Adelaide Stuart on Nov. 12, 1861 was born a half-breed at Bruceport in Quenaptonilt, a village of the Willapah Tribe of the Chinook Nation.

Robert Burns Taylor, “Burnie,” her son, a salmon buyer for the Chinook and P.J. McGowan, was active in Chinook tribal affairs in Ilwaco. Robert Burns Taylor, Jr., “Brick,” her grandson, returned home to Ilwaco in retirement from the Coast Guard. He was elected to the Chinook Tribal Council under Adolph Sund, chief of the Chinook Tribe, later serving as tribal treasurer. When Brick Taylor retired from the office of treasurer, Elmer Wilson took over the duties and the title was changed to secretary/treasurer.
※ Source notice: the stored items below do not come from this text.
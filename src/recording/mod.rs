//! Recording of treadmill state to disk.

pub mod exporter_csv;
pub mod types;

pub use exporter_csv::{recording_file_name, TreadmillCsvWriter, CSV_HEADER};
pub use types::ExportError;
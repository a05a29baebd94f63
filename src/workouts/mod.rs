//! Workout module: the running session and its presentation layer.

pub mod format;
pub mod session;
pub mod view_model;

pub use format::{format_decimal, format_distance, format_elapsed_time};
pub use session::WorkoutSession;
pub use view_model::{WorkoutAction, WorkoutViewModel, DEFAULT_STEP};
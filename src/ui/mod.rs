//! UI module for the egui workout screen.

pub mod screens;
pub mod widgets;
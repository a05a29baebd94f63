//! Display formatting for workout metrics.

/// Format elapsed seconds as `MM:SS`, or `H:MM:SS` from one hour upwards.
///
/// An absent reading is shown as zero.
pub fn format_elapsed_time(seconds: Option<u32>) -> String {
    let seconds = seconds.unwrap_or(0);
    let hours = seconds / 3600;
    let minutes = (seconds % 3600) / 60;
    let secs = seconds % 60;

    if hours > 0 {
        format!("{}:{:02}:{:02}", hours, minutes, secs)
    } else {
        format!("{:02}:{:02}", minutes, secs)
    }
}

/// Format a speed or incline value.
///
/// Uses the shortest representation that round-trips, always keeping a
/// fractional part (`4.0`, not `4`).
pub fn format_decimal(value: Option<f64>) -> String {
    format!("{:?}", value.unwrap_or(0.0))
}

/// Format a distance with three decimal places.
pub fn format_distance(miles: Option<f64>) -> String {
    format!("{:.3}", miles.unwrap_or(0.0))
}
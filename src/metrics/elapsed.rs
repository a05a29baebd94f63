//! Elapsed time metric driven by a one-second timer.

use super::{ElapsedTimeMetric, Metric, Observable, RepeatingTimer};
use std::time::Duration;

/// Default elapsed-time tick period.
pub const ELAPSED_TICK: Duration = Duration::from_millis(1000);

/// Elapsed time counted by incrementing a counter on every timer tick.
#[derive(Debug)]
pub struct ManualElapsedTimeMetric {
    /// Seconds elapsed since the metric started tracking
    elapsed_seconds: Observable<u32>,
    /// Timer driving the counter
    timer: RepeatingTimer,
}

impl ManualElapsedTimeMetric {
    /// Start counting with the default one-second tick.
    ///
    /// Must be called from within a tokio runtime.
    pub fn start() -> Self {
        Self::with_tick(ELAPSED_TICK)
    }

    /// Start counting with a custom tick period.
    ///
    /// Every tick adds exactly one to the counter regardless of the period.
    pub fn with_tick(tick: Duration) -> Self {
        let elapsed_seconds = Observable::new();

        let slot = elapsed_seconds.clone();
        let timer = RepeatingTimer::start("elapsed-time", tick, move || {
            record_tick(&slot);
        });

        Self {
            elapsed_seconds,
            timer,
        }
    }

    /// Whether the counter is still ticking.
    pub fn is_running(&self) -> bool {
        self.timer.is_running()
    }

    /// Stop counting; the last value stays readable.
    pub fn stop(&mut self) {
        self.timer.stop();
    }
}

fn record_tick(slot: &Observable<u32>) -> u32 {
    let mut seconds = 0;
    slot.update(|previous| {
        seconds = previous.copied().unwrap_or(0).saturating_add(1);
        seconds
    });
    seconds
}

impl Metric for ManualElapsedTimeMetric {
    type Value = u32;

    fn get(&self) -> &Observable<u32> {
        &self.elapsed_seconds
    }
}

impl ElapsedTimeMetric for ManualElapsedTimeMetric {}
I, Robert Stuart Taylor, “Robin,” her great-grandson, returned to Ilwaco from Kauai and worked for the Chinook Indian Tribe, at first doing home repairs and later as the first tribal planner. I was at my desk in the Chinook School in 1979 when the U.S. Secretary of the Interior recruited a legal “saboteur,” who arrived on a mission to absolutely prevent our aboriginal counsel, Homer Settler, from advising the tribe. The U.S. would bring in their best from Harvard, Yale and Stanford, but legal warrior Homer would beat them every time.

Catherine Herrold Troeh brought Homer to the Chinook. Homer stood before the council and said, “I’m dying, but before I die, I need to come and help the Chinook. You have the strongest legal case of any Indigenous group west of the Allegheny Mountains, but you don’t know it or how to fight the United States. I’m here to help you write your own constitution under your own God-given authority.”
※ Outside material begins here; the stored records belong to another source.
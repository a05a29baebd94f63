//! Application screens.

pub mod workout;

pub use workout::{key_action, WorkoutScreen};
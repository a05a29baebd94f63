//! Unit test modules.

mod ifit_packet_test;
mod metrics_timing_test;
mod packet_reader_test;
mod view_model_test;
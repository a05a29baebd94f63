//! Recording error types.

use thiserror::Error;

/// Errors while writing recorded treadmill state.
#[derive(Debug, Error)]
pub enum ExportError {
    /// Output directory missing or not a directory
    #[error("Output directory not found: {0}")]
    DirectoryNotFound(String),

    /// Failed to create export file
    #[error("Failed to create file: {0}")]
    FileCreationFailed(String),

    /// Failed to write export data
    #[error("Failed to write data: {0}")]
    WriteFailed(String),
}
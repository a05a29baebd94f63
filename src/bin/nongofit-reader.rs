//! NongoFit reader.
//!
//! Reads the Bluetooth LE output of an iFit treadmill (NordicTrack T series)
//! and writes decoded treadmill state as CSV.
//!
//! ```text
//! nongofit-reader --treadmill-address <MAC> --output-directory /some/path
//! nongofit-reader --input-file packets.txt --debug
//! ```

use std::path::PathBuf;

use anyhow::Context;
use clap::{ArgGroup, Parser};
use tracing_subscriber::{layer::SubscriberExt, util::SubscriberInitExt, EnvFilter};

use nongofit::recording::TreadmillCsvWriter;
use nongofit::sensors::{
    parse_response, BluetoothPacketProducer, FilePacketProducer, PacketProducer, PacketReader,
    Response,
};
use nongofit::storage::config;

#[derive(Debug, Parser)]
#[command(
    name = "nongofit-reader",
    version,
    about = "Process the Bluetooth LE output of a NordicTrack T Series treadmill"
)]
#[command(group(ArgGroup::new("input").required(true).args(["treadmill_address", "input_file"])))]
struct Args {
    /// MAC address of the treadmill to connect to
    #[arg(long)]
    treadmill_address: Option<String>,

    /// File of hex-encoded packets, one per line; mostly useful for debugging
    #[arg(long)]
    input_file: Option<PathBuf>,

    /// Directory for the output file, named YYYYmmdd_HHMMSS.csv; nothing is written if unset
    #[arg(long)]
    output_directory: Option<PathBuf>,

    /// Print each treadmill state to stdout
    #[arg(long)]
    debug: bool,

    /// Path to the configuration file
    #[arg(long)]
    config: Option<PathBuf>,
}

fn main() -> anyhow::Result<()> {
    tracing_subscriber::registry()
        .with(EnvFilter::try_from_default_env().unwrap_or_else(|_| EnvFilter::new("info")))
        .with(tracing_subscriber::fmt::layer().with_writer(std::io::stderr))
        .init();

    let args = Args::parse();

    let settings = match &args.config {
        Some(path) => config::load_config_from(path)
            .with_context(|| format!("Failed to load config from {}", path.display()))?,
        None => config::load_config().unwrap_or_else(|e| {
            tracing::warn!("Using default configuration: {}", e);
            config::AppConfig::default()
        }),
    };

    let mut csv = match &args.output_directory {
        Some(dir) => Some(TreadmillCsvWriter::create_in_dir(dir)?.0),
        None => None,
    };

    if let Some(path) = &args.input_file {
        let mut producer = FilePacketProducer::open(path)
            .with_context(|| format!("Failed to open {}", path.display()))?;
        return process(&mut producer, csv.as_mut(), args.debug);
    }

    let address = args
        .treadmill_address
        .as_deref()
        .context("Either --treadmill-address or --input-file is required")?;

    let runtime = tokio::runtime::Runtime::new()?;
    let mut producer =
        runtime.block_on(BluetoothPacketProducer::connect(address, &settings.treadmill))?;

    let stop = producer.stop_handle();
    runtime.spawn(async move {
        if tokio::signal::ctrl_c().await.is_ok() {
            tracing::info!("Received stop command - workout complete!");
            stop.stop();
        }
    });

    let result = process(&mut producer, csv.as_mut(), args.debug);
    runtime.block_on(producer.shutdown());
    result
}

/// Read responses until the producer is exhausted, recording treadmill states.
fn process<P, W>(
    producer: &mut P,
    mut csv: Option<&mut TreadmillCsvWriter<W>>,
    debug: bool,
) -> anyhow::Result<()>
where
    P: PacketProducer + ?Sized,
    W: std::io::Write,
{
    let mut reader = PacketReader::new();

    while let Some(data) = reader.next_response(producer)? {
        let response = match parse_response(&data) {
            Ok(response) => response,
            Err(e) => {
                tracing::warn!("Skipping response: {}", e);
                continue;
            }
        };

        match response {
            Response::TreadmillState(state) => {
                if debug {
                    println!("{}", state.debug_string());
                }
                if let Some(csv) = csv.as_deref_mut() {
                    csv.write_state(&state.state)?;
                }
            }
            Response::Unknown(raw) => {
                tracing::debug!("Unknown response: {}", hex::encode(raw));
            }
        }
    }

    Ok(())
}
//! Application configuration loaded from TOML.

use serde::{Deserialize, Serialize};
use std::path::{Path, PathBuf};
use std::time::Duration;

use crate::metrics::DEFAULT_ADJUSTABLE_VALUE;

/// Longest accepted tick or request period: one hour.
pub const MAX_PERIOD_MS: u64 = 3_600_000;

/// Longest accepted scan timeout: one hour.
pub const MAX_SCAN_TIMEOUT_SECS: u64 = 3_600;

/// Largest accepted font scale.
pub const MAX_FONT_SCALE: f32 = 4.0;

/// Application configuration.
#[derive(Debug, Clone, PartialEq, Serialize, Deserialize)]
#[serde(default)]
pub struct AppConfig {
    /// Application version
    pub version: String,
    /// Data directory path
    #[serde(skip)]
    pub data_dir: PathBuf,
    /// Workout metric settings
    pub metrics: MetricsSettings,
    /// Treadmill reader settings
    pub treadmill: TreadmillSettings,
    /// UI settings
    pub ui: UiSettings,
}

impl Default for AppConfig {
    fn default() -> Self {
        Self {
            version: env!("CARGO_PKG_VERSION").to_string(),
            data_dir: PathBuf::new(),
            metrics: MetricsSettings::default(),
            treadmill: TreadmillSettings::default(),
            ui: UiSettings::default(),
        }
    }
}

impl AppConfig {
    /// Check that every interval and scale is usable.
    pub fn validate(&self) -> Result<(), ConfigError> {
        check_period("metrics.elapsed_tick_ms", self.metrics.elapsed_tick_ms)?;
        check_period("metrics.distance_tick_ms", self.metrics.distance_tick_ms)?;
        check_period(
            "treadmill.request_interval_ms",
            self.treadmill.request_interval_ms,
        )?;

        for (name, value) in [
            ("metrics.initial_speed", self.metrics.initial_speed),
            ("metrics.initial_incline", self.metrics.initial_incline),
            ("metrics.adjust_step", self.metrics.adjust_step),
        ] {
            if !value.is_finite() {
                return Err(ConfigError::Invalid(format!(
                    "{} must be a finite number",
                    name
                )));
            }
        }

        if !(1..=MAX_SCAN_TIMEOUT_SECS).contains(&self.treadmill.scan_timeout_secs) {
            return Err(ConfigError::Invalid(format!(
                "treadmill.scan_timeout_secs must be between 1 and {}",
                MAX_SCAN_TIMEOUT_SECS
            )));
        }

        let scale = self.ui.font_scale;
        if !scale.is_finite() || scale <= 0.0 || scale > MAX_FONT_SCALE {
            return Err(ConfigError::Invalid(format!(
                "ui.font_scale must be greater than 0 and at most {}",
                MAX_FONT_SCALE
            )));
        }
        Ok(())
    }
}

fn check_period(name: &str, millis: u64) -> Result<(), ConfigError> {
    if millis == 0 || millis > MAX_PERIOD_MS {
        return Err(ConfigError::Invalid(format!(
            "{} must be between 1 and {}",
            name, MAX_PERIOD_MS
        )));
    }
    Ok(())
}

/// Workout metric settings.
#[derive(Debug, Clone, PartialEq, Serialize, Deserialize)]
#[serde(default)]
pub struct MetricsSettings {
    /// Speed (mph) when a workout starts
    pub initial_speed: f64,
    /// Incline (%) when a workout starts
    pub initial_incline: f64,
    /// Amount a single button press changes speed or incline
    pub adjust_step: f64,
    /// Elapsed-time tick period in milliseconds
    pub elapsed_tick_ms: u64,
    /// Distance integration tick period in milliseconds
    pub distance_tick_ms: u64,
}

impl Default for MetricsSettings {
    fn default() -> Self {
        Self {
            initial_speed: DEFAULT_ADJUSTABLE_VALUE,
            initial_incline: DEFAULT_ADJUSTABLE_VALUE,
            adjust_step: 0.5,
            elapsed_tick_ms: 1000,
            distance_tick_ms: 500,
        }
    }
}

impl MetricsSettings {
    /// Elapsed-time tick period.
    pub fn elapsed_tick(&self) -> Duration {
        Duration::from_millis(self.elapsed_tick_ms)
    }

    /// Distance tick period.
    pub fn distance_tick(&self) -> Duration {
        Duration::from_millis(self.distance_tick_ms)
    }
}

/// Treadmill reader settings.
#[derive(Debug, Clone, PartialEq, Serialize, Deserialize)]
#[serde(default)]
pub struct TreadmillSettings {
    /// How often to ask the treadmill for its state, in milliseconds
    pub request_interval_ms: u64,
    /// How long to scan for the treadmill before giving up, in seconds
    pub scan_timeout_secs: u64,
}

impl Default for TreadmillSettings {
    fn default() -> Self {
        Self {
            request_interval_ms: 1000,
            scan_timeout_secs: 30,
        }
    }
}

impl TreadmillSettings {
    /// State request interval.
    pub fn request_interval(&self) -> Duration {
        Duration::from_millis(self.request_interval_ms)
    }

    /// Scan timeout.
    pub fn scan_timeout(&self) -> Duration {
        Duration::from_secs(self.scan_timeout_secs)
    }
}

/// UI-related settings.
#[derive(Debug, Clone, PartialEq, Serialize, Deserialize)]
#[serde(default)]
pub struct UiSettings {
    /// Font scale multiplier
    pub font_scale: f32,
}

impl Default for UiSettings {
    fn default() -> Self {
        Self { font_scale: 1.0 }
    }
}

/// Get the application data directory.
pub fn get_data_dir() -> PathBuf {
    directories::ProjectDirs::from("com", "rocketdonkey", "NongoFit")
        .map(|dirs| dirs.data_dir().to_path_buf())
        .unwrap_or_else(|| PathBuf::from("."))
}

/// Get the configuration file path.
pub fn get_config_path() -> PathBuf {
    get_data_dir().join("config.toml")
}

/// Load application configuration from the default location.
pub fn load_config() -> Result<AppConfig, ConfigError> {
    let mut config = load_config_from(&get_config_path())?;
    config.data_dir = get_data_dir();
    Ok(config)
}

/// Load configuration from `path`, falling back to defaults if it is missing.
pub fn load_config_from(path: &Path) -> Result<AppConfig, ConfigError> {
    if !path.exists() {
        tracing::debug!("No config at {}, using defaults", path.display());
        return Ok(AppConfig::default());
    }

    let content =
        std::fs::read_to_string(path).map_err(|e| ConfigError::IoError(e.to_string()))?;

    let config: AppConfig =
        toml::from_str(&content).map_err(|e| ConfigError::ParseError(e.to_string()))?;
    config.validate()?;

    tracing::info!("Loaded config from {}", path.display());
    Ok(config)
}

/// Load configuration from the default location, writing the defaults there
/// on first launch.
pub fn init_config() -> Result<AppConfig, ConfigError> {
    let mut config = init_config_at(&get_config_path())?;
    config.data_dir = get_data_dir();
    Ok(config)
}

/// Load configuration from `path`, creating it with defaults if missing.
pub fn init_config_at(path: &Path) -> Result<AppConfig, ConfigError> {
    if path.exists() {
        return load_config_from(path);
    }

    let config = AppConfig::default();
    save_config_to(&config, path)?;
    tracing::info!("Wrote default config to {}", path.display());
    Ok(config)
}

/// Save application configuration to `path`.
pub fn save_config_to(config: &AppConfig, path: &Path) -> Result<(), ConfigError> {
    // Ensure parent directory exists
    if let Some(parent) = path.parent() {
        std::fs::create_dir_all(parent).map_err(|e| ConfigError::IoError(e.to_string()))?;
    }

    let content =
        toml::to_string_pretty(config).map_err(|e| ConfigError::SerializeError(e.to_string()))?;

    std::fs::write(path, content).map_err(|e| ConfigError::IoError(e.to_string()))?;

    Ok(())
}

/// Configuration errors.
#[derive(Debug, thiserror::Error)]
pub enum ConfigError {
    #[error("IO error: {0}")]
    IoError(String),

    #[error("Parse error: {0}")]
    ParseError(String),

    #[error("Serialize error: {0}")]
    SerializeError(String),

    #[error("Invalid configuration: {0}")]
    Invalid(String),
}

#[cfg(test)]
mod tests {
    use super::*;

    #[test]
    fn test_missing_file_uses_defaults() {
        let dir = tempfile::tempdir().unwrap();
        let config = load_config_from(&dir.path().join("config.toml")).unwrap();
        assert_eq!(config.metrics, MetricsSettings::default());
        assert_eq!(config.metrics.adjust_step, 0.5);
    }

    #[test]
    fn test_partial_file_fills_defaults() {
        let dir = tempfile::tempdir().unwrap();
        let path = dir.path().join("config.toml");
        std::fs::write(&path, "[metrics]\ninitial_speed = 5.0\n").unwrap();

        let config = load_config_from(&path).unwrap();
        assert_eq!(config.metrics.initial_speed, 5.0);
        assert_eq!(config.metrics.initial_incline, 3.5);
        assert_eq!(config.treadmill.request_interval_ms, 1000);
    }

    #[test]
    fn test_save_then_load() {
        let dir = tempfile::tempdir().unwrap();
        let path = dir.path().join("nested").join("config.toml");

        let mut config = AppConfig::default();
        config.metrics.adjust_step = 0.1;
        config.ui.font_scale = 1.25;
        save_config_to(&config, &path).unwrap();

        let loaded = load_config_from(&path).unwrap();
        assert_eq!(loaded.metrics.adjust_step, 0.1);
        assert_eq!(loaded.ui.font_scale, 1.25);
    }

    #[test]
    fn test_zero_tick_rejected() {
        let dir = tempfile::tempdir().unwrap();
        let path = dir.path().join("config.toml");
        std::fs::write(&path, "[metrics]\ndistance_tick_ms = 0\n").unwrap();

        let err = load_config_from(&path).unwrap_err();
        assert!(matches!(err, ConfigError::Invalid(_)));
    }

    #[test]
    fn test_init_writes_defaults_once() {
        let dir = tempfile::tempdir().unwrap();
        let path = dir.path().join("nested").join("config.toml");

        let config = init_config_at(&path).unwrap();
        assert!(path.exists());
        assert_eq!(config.metrics, MetricsSettings::default());

        // An existing file is loaded, not overwritten
        std::fs::write(&path, "[metrics]\nadjust_step = 0.25\n").unwrap();
        let config = init_config_at(&path).unwrap();
        assert_eq!(config.metrics.adjust_step, 0.25);
    }

    #[test]
    fn test_oversized_periods_rejected() {
        let dir = tempfile::tempdir().unwrap();
        let path = dir.path().join("config.toml");

        for content in [
            "[metrics]\nelapsed_tick_ms = 9223372036854775807\n",
            "[metrics]\ndistance_tick_ms = 3600001\n",
            "[treadmill]\nrequest_interval_ms = 9223372036854775807\n",
            "[treadmill]\nscan_timeout_secs = 0\n",
        ] {
            std::fs::write(&path, content).unwrap();
            let err = load_config_from(&path).unwrap_err();
            assert!(matches!(err, ConfigError::Invalid(_)), "{}", content);
        }

        std::fs::write(&path, "[metrics]\nelapsed_tick_ms = 3600000\n").unwrap();
        assert!(load_config_from(&path).is_ok());
    }

    #[test]
    fn test_font_scale_must_be_positive_and_finite() {
        for scale in [0.0, -1.0, f32::NAN, f32::INFINITY, 4.5] {
            let mut config = AppConfig::default();
            config.ui.font_scale = scale;
            assert!(
                matches!(config.validate(), Err(ConfigError::Invalid(_))),
                "{}",
                scale
            );
        }

        let mut config = AppConfig::default();
        config.ui.font_scale = 4.0;
        assert!(config.validate().is_ok());
    }

    #[test]
    fn test_malformed_file() {
        let dir = tempfile::tempdir().unwrap();
        let path = dir.path().join("config.toml");
        std::fs::write(&path, "metrics = [").unwrap();

        let err = load_config_from(&path).unwrap_err();
        assert!(matches!(err, ConfigError::ParseError(_)));
    }
}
Within nine months, the saboteur used the Wahkiakum fishermen to convince Chinook Chairman Don Mechals to call a vote to let Homer go and accept the offer of pro bono advice from a D.C. lawyer. I knew this person was a saboteur and he knew that I knew. He had to get rid of me! I knew too much. He told his co-conspirator, a Portland-based historian, to research the Stuart family. One thing this researcher found was that the Stuart family was not on the Roblin roll or on the McChesney census, along with 14 other Chinook families. The saboteur went to Chairman Mechals and said, “Don, the Bureau of Indian Affairs would really be favorably impressed if the Chinook petition used U.S. records for your enrollment.” Don agreed and the council voted to make inclusion on at least one of three government lists the requirement for enrollment.

The big lie is that “the Stuart woman was not on either list, so maybe a Quinault?”
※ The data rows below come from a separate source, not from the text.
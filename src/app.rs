//! Main application state and egui integration.

use std::time::Duration;

use eframe::egui;

use tokio::sync::watch;

use nongofit::metrics::Metric;
use nongofit::storage::config::AppConfig;
use nongofit::ui::screens::WorkoutScreen;
use nongofit::workouts::{WorkoutSession, WorkoutViewModel};

/// Fallback repaint interval in case no metric publishes.
const IDLE_REPAINT: Duration = Duration::from_millis(250);

/// Main application state.
pub struct NongoFitApp {
    /// Current workout; dropped before the runtime so its timers stop first
    view_model: WorkoutViewModel,
    /// Workout screen state
    screen: WorkoutScreen,
    /// Runtime driving the metric timers
    _runtime: tokio::runtime::Runtime,
}

impl NongoFitApp {
    /// Create the app and start a workout immediately.
    pub fn new(
        cc: &eframe::CreationContext<'_>,
        config: AppConfig,
        runtime: tokio::runtime::Runtime,
    ) -> Self {
        let session = {
            let _guard = runtime.enter();
            WorkoutSession::start(&config.metrics)
        };
        let view_model = WorkoutViewModel::new(session, config.metrics.adjust_step);

        {
            let session = view_model.session();
            spawn_repaint(&runtime, session.elapsed_time().get().subscribe(), &cc.egui_ctx);
            spawn_repaint(&runtime, session.distance().get().subscribe(), &cc.egui_ctx);
        }

        Self {
            view_model,
            screen: WorkoutScreen::new(config.ui.font_scale),
            _runtime: runtime,
        }
    }
}

/// Repaint whenever `rx` publishes; ends when the slot is dropped.
fn spawn_repaint<T>(
    runtime: &tokio::runtime::Runtime,
    mut rx: watch::Receiver<Option<T>>,
    ctx: &egui::Context,
) where
    T: Send + Sync + 'static,
{
    let ctx = ctx.clone();
    runtime.spawn(async move {
        while rx.changed().await.is_ok() {
            ctx.request_repaint();
        }
    });
}

impl eframe::App for NongoFitApp {
    fn update(&mut self, ctx: &egui::Context, _frame: &mut eframe::Frame) {
        if self.view_model.session().is_running() {
            ctx.request_repaint_after(IDLE_REPAINT);
        }

        egui::TopBottomPanel::top("top_panel").show(ctx, |ui| {
            ui.horizontal(|ui| {
                ui.heading("NongoFit");

                ui.with_layout(egui::Layout::right_to_left(egui::Align::Center), |ui| {
                    if self.view_model.session().is_running() {
                        if ui.button("End Workout").clicked() {
                            self.view_model.session_mut().stop();
                        }
                    } else {
                        ui.label("Workout ended");
                    }
                });
            });
        });

        egui::CentralPanel::default().show(ctx, |ui| {
            self.screen.show(ui, &self.view_model);
        });

        egui::TopBottomPanel::bottom("status_bar").show(ctx, |ui| {
            ui.horizontal(|ui| {
                ui.label(format!("Step: {}", self.view_model.step()));
                ui.separator();
                ui.label("↑/↓ speed    PgUp/PgDn incline").on_hover_text("Keyboard shortcuts");
            });
        });
    }
}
Sydney Stevens, you did not contact the Taylor family before saying Adelaide Stuart was Quinault. Of all 52 weeks in a year, you chose the week before the Chinook Annual Meeting to give the most devastating effect to your hurtful lie. You appear to be in coordination with the saboteur and the tribe’s current leadership.

Sydney, print a retraction! Do the due diligence of a purported historian.